Re-weights embedding according to given weights for each reference dataset. This gives more or less weighting to each contributing dataset and method (PCA or LDA),
Examples
set.seed(2021)
assay_list <- mockMosaicData()
lapply(assay_list, dim)
#> $D1
#> [1] 150 50
#>
#> $D2
#> [1] 150 50
#>
#> $D3
#> [1] 150 50
#>
# specify which datasets to use as reference coordinates
reference_list <- c("D1", "D3")
# specify some sample labels to distinguish using linear discriminant
# analysis (LDA)
labels_list <- list(
D1 = rep(letters[1:5], length.out = ncol(assay_list[["D1"]]))
)
# stabMap
out <- stabMap(assay_list,
reference_list = reference_list,
labels_list = labels_list,
ncomponentsReference = 20,
ncomponentsSubset = 20
)
#> treating "D1" as reference
#> generating embedding for path with reference "D1": "D1"
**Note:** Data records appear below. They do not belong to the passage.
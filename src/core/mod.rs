// Core modules implementing payload segmentation, parsing, and error modeling.
pub mod error;
pub mod manual;
pub mod parse;
pub mod record;
pub mod scheme;
// Contract tests for the public parsing surface.
use dniscan::api::{
    DelimiterScheme, FailureKind, ParseOptions, Provenance, SchemePriority, UNAVAILABLE,
    is_document_number, manual_entry, parse, scan, to_iso_date,
};

const DNI_PAYLOAD: &str =
    "00610299988@JAIME@FEDERICO NICOLAS@M@38437748@C@22/09/1994@28/09/2019@204";

#[test]
fn card_payload_yields_full_record() {
    let record = parse(DNI_PAYLOAD).expect("parse");
    assert_eq!(record.document_number(), "38437748");
    assert_eq!(record.surname(), "JAIME");
    assert_eq!(record.given_name(), "FEDERICO NICOLAS");
    assert_eq!(record.sex_code_str(), "M");
    assert_eq!(record.birth_date(), "22/09/1994");
}

#[test]
fn unstructured_payload_yields_minimal_record() {
    let record = parse("XYZ 38437748 ABC").expect("parse");
    assert_eq!(record.document_number(), "38437748");
    assert_eq!(record.surname(), UNAVAILABLE);
    assert_eq!(record.given_name(), UNAVAILABLE);
    assert_eq!(record.sex_code_str(), UNAVAILABLE);
    assert_eq!(record.birth_date(), UNAVAILABLE);
}

#[test]
fn failure_kinds() {
    let cases = [
        ("no digits here", FailureKind::NoDocumentNumberFound),
        ("123456789", FailureKind::DocumentNumberOutOfRange),
        ("ref 123456 only", FailureKind::DocumentNumberOutOfRange),
        ("date 22/09/1994 code 204", FailureKind::NoDocumentNumberFound),
        ("", FailureKind::EmptyOrInvalidInput),
        ("   ", FailureKind::EmptyOrInvalidInput),
    ];
    for (raw, kind) in cases {
        let failure = parse(raw).expect_err(raw);
        assert_eq!(failure.kind(), kind, "payload {raw:?}");
    }
}

#[test]
fn success_never_carries_malformed_number() {
    let payloads = [
        DNI_PAYLOAD,
        "A|1234567|B",
        "XYZ 38437748 ABC",
        "1234567890 then 7654321",
        "A@B@C@F@12345678901@x 2345678 y",
        "pipe|99|then 11111111",
    ];
    for raw in payloads {
        let record = parse(raw).expect(raw);
        assert!(
            is_document_number(record.document_number()),
            "payload {raw:?} gave {}",
            record.document_number()
        );
    }
}

#[test]
fn mixed_delimiters_follow_configured_priority() {
    let raw = "A|7654321|B@C@D@M@12345678";
    let default = scan(raw, &ParseOptions::default()).expect("default");
    assert_eq!(default.scheme, DelimiterScheme::AtSign);
    assert_eq!(default.record.document_number(), "12345678");

    let pipe_first = scan(
        raw,
        &ParseOptions {
            priority: SchemePriority::PipeFirst,
            ..ParseOptions::default()
        },
    )
    .expect("pipe first");
    assert_eq!(pipe_first.scheme, DelimiterScheme::Pipe);
    assert_eq!(pipe_first.record.document_number(), "7654321");
}

#[test]
fn out_of_range_failure_lists_candidates() {
    let failure = parse("scan 123456 and 123456789").expect_err("fail");
    assert_eq!(failure.kind(), FailureKind::DocumentNumberOutOfRange);
    assert_eq!(failure.offending(), Some("123456"));
    let values: Vec<&str> = failure
        .candidates()
        .iter()
        .map(|c| c.value.as_str())
        .collect();
    assert_eq!(values, vec!["123456", "123456789"]);
    assert!(failure.candidates().iter().all(|c| !c.selected));
    assert!(
        failure
            .candidates()
            .iter()
            .all(|c| c.provenance == Provenance::Pattern)
    );
}

#[test]
fn number_after_ordinal_sign_is_found() {
    let record = parse("DNI N\u{BA}38437748").expect("parse");
    assert_eq!(record.document_number(), "38437748");
    let record = parse("APELLIDO \u{D1}ANDU 38437748\u{E9}").expect("parse");
    assert_eq!(record.document_number(), "38437748");
}

#[test]
fn truncated_excerpt_is_marked_and_bounded() {
    let raw = format!("{} no number", "x".repeat(300));
    let failure = parse(&raw).expect_err("fail");
    assert!(failure.truncated());
    assert!(failure.excerpt().ends_with("..."));
    assert_eq!(failure.excerpt().len(), 200);
}

#[test]
fn iso_date_helper() {
    assert_eq!(to_iso_date("22/09/1994"), "1994-09-22");
    assert_eq!(to_iso_date("unavailable"), "");
    assert_eq!(to_iso_date("22-09-1994"), "");
}

#[test]
fn manual_entry_lengths() {
    assert!(manual_entry("1234567").is_ok());
    assert!(manual_entry("12345678").is_ok());
    assert!(manual_entry("123456").is_err());
    assert!(manual_entry("123456789").is_err());
}

#[test]
fn repeated_parses_agree() {
    for raw in [DNI_PAYLOAD, "no digits here", "123456789", "A|1234567|B"] {
        assert_eq!(parse(raw), parse(raw));
    }
}
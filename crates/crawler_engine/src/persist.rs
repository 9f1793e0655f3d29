use std::fs;
use std::io::{self, Write};
use std::path::{Path, PathBuf};

use tempfile::NamedTempFile;
use thiserror::Error;

#[derive(Debug, Error)]
pub enum PersistError {
    #[error("output directory missing or not writable: {0}")]
    OutputDir(String),
    #[error("io error: {0}")]
    Io(#[from] io::Error),
}

/// Ensure output directory exists; create if missing.
pub fn ensure_output_dir(dir: &Path) -> Result<(), PersistError> {
    if dir.exists() {
        let meta = fs::metadata(dir).map_err(|e| PersistError::OutputDir(e.to_string()))?;
        if !meta.is_dir() {
            return Err(PersistError::OutputDir("path is not a directory".into()));
        }
    } else {
        fs::create_dir_all(dir).map_err(|e| PersistError::OutputDir(e.to_string()))?;
    }
    // Writability probe.
    NamedTempFile::new_in(dir).map_err(|e| PersistError::OutputDir(e.to_string()))?;
    Ok(())
}

/// Writes `{dir}/{filename}` atomically: temp file in the same directory,
/// fsync, then rename. A partially written export can never be observed
/// under the final name.
pub struct AtomicFileWriter {
    dir: PathBuf,
}

impl AtomicFileWriter {
    pub fn new(dir: PathBuf) -> Self {
        Self { dir }
    }

    pub fn write(&self, filename: &str, content: &[u8]) -> Result<PathBuf, PersistError> {
        ensure_output_dir(&self.dir)?;

        let target = self.dir.join(filename);
        let mut tmp = NamedTempFile::new_in(&self.dir)?;
        tmp.write_all(content)?;
        tmp.flush()?;
        tmp.as_file_mut().sync_all()?;

        // Replace any previous run's file under the same fixed name.
        if target.exists() {
            fs::remove_file(&target)?;
        }
        tmp.persist(&target)
            .map_err(|e| PersistError::Io(e.error))?;
        Ok(target)
    }
}
use crate::types::Record;

/// Encode records as CSV text: a header row of the shared field names, then
/// one row per record. The numeric `material_number` is emitted bare; every
/// string field is double-quoted with internal quotes doubled, so a field
/// may contain commas, quotes, or newlines without breaking the row shape.
pub fn encode_csv(records: &[Record]) -> String {
    let mut out = String::new();
    out.push_str(&Record::FIELD_NAMES.join(","));
    out.push('\n');

    for record in records {
        out.push_str(&record.material_number.to_string());
        for value in record.field_values() {
            out.push(',');
            push_quoted(&mut out, value);
        }
        out.push('\n');
    }
    out
}

fn push_quoted(out: &mut String, value: &str) {
    out.push('"');
    for c in value.chars() {
        if c == '"' {
            out.push('"');
        }
        out.push(c);
    }
    out.push('"');
}
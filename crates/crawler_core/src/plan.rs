use std::time::Duration;

use crate::types::RecordId;

#[derive(Debug, thiserror::Error, PartialEq, Eq)]
pub enum PlanError {
    #[error("range start {start} is past range end {end}")]
    InvertedRange { start: RecordId, end: RecordId },
    #[error("batch size must be at least 1")]
    ZeroBatchSize,
}

/// A contiguous run of IDs processed together before advancing.
#[derive(Debug, Clone, Copy, PartialEq, Eq)]
pub struct Window {
    pub start: RecordId,
    pub end: RecordId,
}

impl Window {
    pub fn ids(&self) -> impl Iterator<Item = RecordId> {
        self.start..=self.end
    }

    pub fn len(&self) -> usize {
        (self.end - self.start + 1) as usize
    }

    pub fn is_empty(&self) -> bool {
        false
    }
}

/// Validated parameters for one crawl run: an inclusive ID range, the number
/// of requests issued per window, and the pause between consecutive issues.
#[derive(Debug, Clone, PartialEq, Eq)]
pub struct CrawlPlan {
    start: RecordId,
    end: RecordId,
    batch_size: usize,
    delay: Duration,
}

impl CrawlPlan {
    /// Rejects inverted ranges and zero batch sizes up front instead of
    /// letting them degenerate into an empty or endless run.
    pub fn new(
        start: RecordId,
        end: RecordId,
        batch_size: usize,
        delay: Duration,
    ) -> Result<Self, PlanError> {
        if start > end {
            return Err(PlanError::InvertedRange { start, end });
        }
        if batch_size == 0 {
            return Err(PlanError::ZeroBatchSize);
        }
        Ok(Self {
            start,
            end,
            batch_size,
            delay,
        })
    }

    pub fn start(&self) -> RecordId {
        self.start
    }

    pub fn end(&self) -> RecordId {
        self.end
    }

    pub fn delay(&self) -> Duration {
        self.delay
    }

    /// Number of IDs the run will request.
    pub fn len(&self) -> usize {
        (self.end - self.start + 1) as usize
    }

    pub fn is_empty(&self) -> bool {
        false
    }

    /// Ascending, non-overlapping windows covering the range exactly once.
    /// The final window is clamped to the range end, so a batch size larger
    /// than the range yields a single window.
    pub fn windows(&self) -> impl Iterator<Item = Window> {
        let step = self.batch_size as RecordId;
        let end = self.end;
        (self.start..=end)
            .step_by(self.batch_size)
            .map(move |ws| Window {
                start: ws,
                end: ws.saturating_add(step - 1).min(end),
            })
    }
}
#> generating embedding for path with reference "D1": "D2" -> "D1"
#> generating embedding for path with reference "D1": "D3" -> "D2" -> "D1"
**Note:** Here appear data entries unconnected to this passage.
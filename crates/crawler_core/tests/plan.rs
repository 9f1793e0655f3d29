use std::time::Duration;

use crawler_core::{CrawlPlan, PlanError, Window};

fn plan(start: u64, end: u64, batch_size: usize) -> CrawlPlan {
    CrawlPlan::new(start, end, batch_size, Duration::ZERO).unwrap()
}

#[test]
fn inverted_range_is_rejected() {
    let err = CrawlPlan::new(10, 5, 3, Duration::ZERO).unwrap_err();
    assert_eq!(err, PlanError::InvertedRange { start: 10, end: 5 });
}

#[test]
fn zero_batch_size_is_rejected() {
    let err = CrawlPlan::new(1, 5, 0, Duration::ZERO).unwrap_err();
    assert_eq!(err, PlanError::ZeroBatchSize);
}

#[test]
fn len_counts_inclusive_bounds() {
    assert_eq!(plan(1, 1, 1).len(), 1);
    assert_eq!(plan(3, 7, 2).len(), 5);
    assert_eq!(plan(100, 199, 50).len(), 100);
}

#[test]
fn windows_cover_the_range_exactly_once_in_order() {
    let windows: Vec<Window> = plan(1, 10, 4).windows().collect();
    assert_eq!(
        windows,
        vec![
            Window { start: 1, end: 4 },
            Window { start: 5, end: 8 },
            Window { start: 9, end: 10 },
        ]
    );

    // Flattened window IDs are the full range, ascending, no duplicates.
    let ids: Vec<u64> = windows.iter().flat_map(|w| w.ids()).collect();
    assert_eq!(ids, (1..=10).collect::<Vec<_>>());
}

#[test]
fn oversized_batch_clamps_to_a_single_window() {
    let windows: Vec<Window> = plan(1, 3, 100).windows().collect();
    assert_eq!(windows, vec![Window { start: 1, end: 3 }]);
    assert_eq!(windows[0].len(), 3);
}

#[test]
fn exact_multiple_produces_full_windows_only() {
    let windows: Vec<Window> = plan(1, 6, 3).windows().collect();
    assert_eq!(windows.len(), 2);
    assert!(windows.iter().all(|w| w.len() == 3));
}

#[test]
fn single_id_range_is_one_window_of_one() {
    let windows: Vec<Window> = plan(42, 42, 5).windows().collect();
    assert_eq!(windows, vec![Window { start: 42, end: 42 }]);
}
use std::sync::Arc;
use std::time::Duration;

use tokio::sync::Semaphore;
use tokio::task::JoinHandle;

use crawl_logging::{harvest_debug, harvest_info, harvest_warn};
use crawler_core::{CrawlPlan, CrawlSession, Record, RecordId, Window};

use crate::extract::FieldExtractor;
use crate::fetch::Fetcher;

/// Drives one crawl run: windows in ascending order, one spawned request per
/// ID with a pacing pause between consecutive issues, and a full await of
/// every handle before the next window starts. A window is closed only once
/// all of its requests have settled, in whatever order the network produced.
pub struct BatchCrawler {
    fetcher: Arc<dyn Fetcher>,
    extractor: Arc<dyn FieldExtractor>,
    limiter: Option<Arc<Semaphore>>,
}

impl BatchCrawler {
    pub fn new(fetcher: Arc<dyn Fetcher>, extractor: Arc<dyn FieldExtractor>) -> Self {
        Self {
            fetcher,
            extractor,
            limiter: None,
        }
    }

    /// Caps how many requests may be in flight at once. Without a cap a
    /// whole window can be outstanding simultaneously when the delay is
    /// small relative to request latency.
    pub fn with_max_in_flight(mut self, max: usize) -> Self {
        self.limiter = Some(Arc::new(Semaphore::new(max.max(1))));
        self
    }

    /// Runs the whole plan and returns one record per requested ID, sorted
    /// by ID. Individual request failures degrade to blank records; the run
    /// itself cannot fail.
    pub async fn run(&self, plan: &CrawlPlan) -> Vec<Record> {
        harvest_info!(
            "starting crawl of {} ids in {}..={}",
            plan.len(),
            plan.start(),
            plan.end()
        );
        let mut session = CrawlSession::new(plan.len());

        for window in plan.windows() {
            self.run_window(window, plan.delay(), &mut session).await;
            harvest_debug!(
                "window {}..={} settled ({}/{} collected)",
                window.start,
                window.end,
                session.len(),
                plan.len()
            );
        }

        debug_assert!(session.is_complete());
        harvest_info!("crawl complete: {} records", session.len());
        session.finish()
    }

    async fn run_window(&self, window: Window, delay: Duration, session: &mut CrawlSession) {
        let mut handles: Vec<(RecordId, JoinHandle<Record>)> = Vec::with_capacity(window.len());
        for id in window.ids() {
            if id > window.start && !delay.is_zero() {
                tokio::time::sleep(delay).await;
            }
            handles.push((id, self.spawn_request(id)));
        }

        // Every issued request settles exactly once; a panicked task counts
        // as a failure for its ID rather than wedging the window.
        for (id, handle) in handles {
            let record = match handle.await {
                Ok(record) => record,
                Err(err) => {
                    harvest_warn!("request task for id {id} did not settle cleanly: {err}");
                    Record::blank(id)
                }
            };
            session.push(record);
        }
    }

    fn spawn_request(&self, id: RecordId) -> JoinHandle<Record> {
        let fetcher = Arc::clone(&self.fetcher);
        let extractor = Arc::clone(&self.extractor);
        let limiter = self.limiter.clone();
        tokio::spawn(async move {
            let _permit = match &limiter {
                Some(semaphore) => semaphore.acquire().await.ok(),
                None => None,
            };
            match fetcher.fetch(id).await {
                Ok(payload) => extractor.extract(id, &payload),
                Err(err) => {
                    harvest_warn!("fetch failed for id {}: {}: {}", id, err.kind, err.message);
                    Record::blank(id)
                }
            }
        })
    }
}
#> labels provided for "D1", adding LD components
#> generating embedding for path with reference "D1": "D1"
#> generating embedding for path with reference "D1": "D2" -> "D1"
#> generating embedding for path with reference "D1": "D3" -> "D2" -> "D1"
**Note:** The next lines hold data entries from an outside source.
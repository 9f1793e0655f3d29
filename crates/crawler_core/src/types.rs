pub type RecordId = u64;

/// One extracted recipe row. Every field is a plain string; markup that is
/// missing on the source page leaves the field empty rather than absent, so
/// all records share a uniform column schema.
#[derive(Debug, Clone, PartialEq, Eq)]
pub struct Record {
    pub material_number: RecordId,
    pub title: String,
    pub category: String,
    pub method: String,
    pub ingredients: String,
    pub tags: String,
    pub tip: String,
}

impl Record {
    /// Column order for export. `field_values` must stay in sync.
    pub const FIELD_NAMES: [&'static str; 7] = [
        "material_number",
        "title",
        "category",
        "method",
        "ingredients",
        "tags",
        "tip",
    ];

    /// The all-empty variant representing a failed fetch for `id`.
    pub fn blank(id: RecordId) -> Self {
        Self {
            material_number: id,
            title: String::new(),
            category: String::new(),
            method: String::new(),
            ingredients: String::new(),
            tags: String::new(),
            tip: String::new(),
        }
    }

    pub fn is_blank(&self) -> bool {
        self.title.is_empty()
            && self.category.is_empty()
            && self.method.is_empty()
            && self.ingredients.is_empty()
            && self.tags.is_empty()
            && self.tip.is_empty()
    }

    /// String fields in `FIELD_NAMES` order, excluding the leading
    /// `material_number` which is numeric and emitted bare.
    pub fn field_values(&self) -> [&str; 6] {
        [
            &self.title,
            &self.category,
            &self.method,
            &self.ingredients,
            &self.tags,
            &self.tip,
        ]
    }
}
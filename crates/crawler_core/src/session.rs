use crate::types::{Record, RecordId};

/// Accumulator for one crawl run. Records arrive in settlement order, which
/// is not ID order; the session only promises that the run is done once it
/// holds exactly one record per requested ID.
#[derive(Debug, Clone, PartialEq, Eq)]
pub struct CrawlSession {
    expected: usize,
    records: Vec<Record>,
}

impl CrawlSession {
    pub fn new(expected: usize) -> Self {
        Self {
            expected,
            records: Vec::with_capacity(expected),
        }
    }

    pub fn push(&mut self, record: Record) {
        self.records.push(record);
    }

    pub fn len(&self) -> usize {
        self.records.len()
    }

    pub fn is_empty(&self) -> bool {
        self.records.is_empty()
    }

    pub fn is_complete(&self) -> bool {
        self.records.len() == self.expected
    }

    /// IDs collected so far, unordered.
    pub fn collected_ids(&self) -> impl Iterator<Item = RecordId> + '_ {
        self.records.iter().map(|r| r.material_number)
    }

    /// Consumes the session, sorting by ID so the export is deterministic
    /// regardless of settlement order.
    pub fn finish(mut self) -> Vec<Record> {
        self.records.sort_unstable_by_key(|r| r.material_number);
        self.records
    }
}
#> treating "D3" as reference
#> generating embedding for path with reference "D3": "D3"
#> generating embedding for path with reference "D3": "D2" -> "D3"
#> generating embedding for path with reference "D3": "D1" -> "D2" -> "D3"
# look at the scale of each component and discriminant
boxplot(out, las = 2, outline = FALSE)
# re-weight embedding for less contribution from LDs and equal contribution
# from PCs of both references
out_reweighted <- reWeightEmbedding(
out,
weights = c("D1_LD" = 0.5, "D1_PC" = 1, "D3_PC" = 1)
)
#> reweighting for references: D1_LDD1_PCD3_PC
# look at the new scale of each component and discriminant
boxplot(out_reweighted, las = 2, outline = FALSE)